SOX18 exerts tumor-suppressive functions in papillary thyroid carcinoma through inhibition of Wnt/β-catenin signaling

Sex-determining region on the Y chromosome-related high mobility group box 18 (SOX18) has emerged as a key tumor-related protein in a wide range of human tumors. Yet, the involvement of SOX18 in papillary thyroid carcinoma has not been determined. This study aimed to explore the expression and biological function of SOX18 in papillary thyroid carcinoma. There was a significant decrease in SOX18 expression in papillary thyroid carcinoma tissues compared with that in normal tissues.

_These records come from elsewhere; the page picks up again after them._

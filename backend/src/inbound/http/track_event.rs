//! Stateless test event relay.
//!
//! ```text
//! POST /api/track-event {"accessToken":"...","pixelCode":"...","externalId":"...",
//!                        "productName":"Course","productPrice":97.0,"currency":"BRL"}
//! ```
//!
//! Fields are validated by the gateway before any network call; the first
//! missing or malformed field is named in `details.field`.

use actix_web::{HttpResponse, post, web};
use serde::{Deserialize, Serialize};
use utoipa::ToSchema;

use crate::domain::{ActionOutcome, Error, TrackEventInput};
use crate::inbound::http::ApiResult;
use crate::inbound::http::schemas::{ErrorEnvelopeSchema, TrackEventEnvelopeSchema};
use crate::inbound::http::state::HttpState;

/// Request body for `POST /api/track-event`.
#[derive(Debug, Default, Deserialize, Serialize, ToSchema)]
#[serde(rename_all = "camelCase")]
pub struct TrackEventBody {
    /// Bearer token for the ads platform.
    pub access_token: Option<String>,
    /// Pixel receiving the event.
    #[schema(example = "C1ABCDEF2GHIJ3KLMNOP")]
    pub pixel_code: Option<String>,
    /// Client-generated user id.
    pub external_id: Option<String>,
    /// Optional buyer email; hashed before sending.
    pub email: Option<String>,
    /// Optional buyer phone in E.164; hashed before sending.
    pub phone: Option<String>,
    /// Product display name.
    #[schema(example = "Online course")]
    pub product_name: Option<String>,
    /// Optional product description.
    pub product_description: Option<String>,
    /// Unit price.
    #[schema(example = 97.0)]
    pub product_price: Option<f64>,
    /// ISO 4217 currency code.
    #[schema(example = "BRL")]
    pub currency: Option<String>,
    /// OAuth click id, when known.
    pub ttclid: Option<String>,
    /// Page the event originated from.
    pub page_url: Option<String>,
}

impl From<TrackEventBody> for TrackEventInput {
    fn from(body: TrackEventBody) -> Self {
        Self {
            access_token: body.access_token,
            pixel_code: body.pixel_code,
            external_id: body.external_id,
            email: body.email,
            phone: body.phone,
            product_name: body.product_name,
            product_description: body.product_description,
            product_price: body.product_price,
            currency: body.currency,
            ttclid: body.ttclid,
            page_url: body.page_url,
        }
    }
}

/// Assemble and send one `CompletePayment` test event.
#[utoipa::path(
    post,
    path = "/api/track-event",
    request_body = TrackEventBody,
    responses(
        (status = 200, description = "Event accepted", body = TrackEventEnvelopeSchema),
        (status = 400, description = "Missing or malformed field", body = ErrorEnvelopeSchema),
        (status = 500, description = "Ads platform rejected or failed the call", body = ErrorEnvelopeSchema)
    ),
    tags = ["tracking"],
    operation_id = "trackEvent"
)]
#[post("/track-event")]
pub async fn track_event(
    state: web::Data<HttpState>,
    payload: web::Json<TrackEventBody>,
) -> ApiResult<HttpResponse> {
    let receipt = state
        .gateway
        .send_track_event(payload.into_inner().into())
        .await
        .map_err(Error::from)?;
    Ok(HttpResponse::Ok().json(ActionOutcome::success(receipt)))
}

#[cfg(test)]
mod tests {
    use std::sync::Arc;

    use actix_web::http::StatusCode;
    use actix_web::{App, test};
    use rstest::rstest;
    use serde_json::{Value, json};

    use super::*;
    use crate::domain::ports::{AdsApiError, FixtureAccessGate, MockAdsApi};
    use crate::domain::{AccessToken, TrackEventReceipt, TrackEventRequest};
    use crate::inbound::http::test_utils::http_state;

    fn valid_body() -> Value {
        json!({
            "accessToken": "act.example",
            "pixelCode": "C1ABC",
            "externalId": "3fa85f64-5717-4562-b3fc-2c963f66afa6",
            "email": "buyer@example.com",
            "productName": "Online course",
            "productPrice": 97.0,
            "currency": "brl"
        })
    }

    async fn call(api: MockAdsApi, body: Value) -> (StatusCode, Value) {
        let state = http_state(
            Arc::new(api),
            Arc::new(FixtureAccessGate),
            crate::domain::workflow::WorkflowOptions::default(),
        );
        let app = test::init_service(
            App::new()
                .app_data(web::Data::new(state))
                .service(web::scope("/api").service(track_event)),
        )
        .await;
        let req = test::TestRequest::post()
            .uri("/api/track-event")
            .set_json(body)
            .to_request();
        let res = test::call_service(&app, req).await;
        let status = res.status();
        (status, test::read_body_json(res).await)
    }

    #[actix_web::test]
    async fn accepted_event_returns_the_receipt() {
        let mut api = MockAdsApi::new();
        api.expect_track_event()
            .withf(|token: &AccessToken, request: &TrackEventRequest| {
                token.expose() == "act.example"
                    && request.pixel_code == "C1ABC"
                    && request.currency.as_str() == "BRL"
            })
            .times(1)
            .returning(|_, request| {
                Ok(TrackEventReceipt {
                    request_id: Some("req-1".to_owned()),
                    event_id: request.event_id,
                })
            });

        let (status, body) = call(api, valid_body()).await;

        assert_eq!(status, StatusCode::OK);
        assert_eq!(body["success"], true);
        assert_eq!(body["data"]["requestId"], "req-1");
        assert!(body["data"]["eventId"].is_string());
    }

    #[rstest]
    #[case("accessToken")]
    #[case("pixelCode")]
    #[case("externalId")]
    #[case("productName")]
    #[case("productPrice")]
    #[case("currency")]
    #[actix_web::test]
    async fn missing_fields_are_named_without_a_network_call(#[case] field: &str) {
        let mut api = MockAdsApi::new();
        api.expect_track_event().times(0);
        let mut body = valid_body();
        if let Some(object) = body.as_object_mut() {
            object.remove(field);
        }

        let (status, body) = call(api, body).await;

        assert_eq!(status, StatusCode::BAD_REQUEST);
        assert_eq!(body["success"], false);
        assert_eq!(body["code"], "invalid_request");
        assert_eq!(body["details"]["field"], field);
        assert_eq!(body["details"]["code"], "missing_field");
    }

    #[actix_web::test]
    async fn upstream_rejection_surfaces_the_platform_message() {
        let mut api = MockAdsApi::new();
        api.expect_track_event()
            .times(1)
            .returning(|_, _| Err(AdsApiError::rejected(40002, "Pixel code not found")));

        let (status, body) = call(api, valid_body()).await;

        assert_eq!(status, StatusCode::INTERNAL_SERVER_ERROR);
        assert_eq!(body["code"], "upstream_failure");
        assert_eq!(body["error"], "Pixel code not found");
    }

    #[actix_web::test]
    async fn transport_failures_are_redacted() {
        let mut api = MockAdsApi::new();
        api.expect_track_event()
            .times(1)
            .returning(|_, _| Err(AdsApiError::transport("connection reset by 10.0.0.4")));

        let (status, body) = call(api, valid_body()).await;

        assert_eq!(status, StatusCode::INTERNAL_SERVER_ERROR);
        assert_eq!(body["error"], "Internal server error");
    }
}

Low expression of SOX18 was also detected in papillary thyroid carcinoma cell lines and upregulation of SOX18 effectively repressed the proliferative, colony-forming and invasive abilities of papillary thyroid carcinoma cells in vitro. In contrast, knockdown of SOX18 in papillary thyroid carcinoma cells was associated with a significant increase in cell proliferation and invasion. Further studies revealed that SOX18 upregulation was associated with the reduced nuclear accumulation of beta-catenin and the downregulation of Wnt/beta-catenin signaling in thyroid carcinoma cells. Moreover, inhibition of Wnt/beta-catenin signaling markedly attenuated SOX18 knockdown-evoked oncogenic effects in papillary thyroid carcinoma cells. In addition, SOX18 overexpression remarkably retarded the tumor growth of papillary thyroid carcinoma cell-derived xenograft tumors in nude mice. Taken together, these results demonstrate that SOX18 suppresses the proliferation and invasion of papillary thyroid carcinoma by inhibiting Wnt/beta-catenin signaling. Our study reveals a tumor-suppressive role of SOX18 in papillary thyroid carcinoma and suggests that SOX18 is an attractive candidate target for treatment of papillary thyroid carcinoma.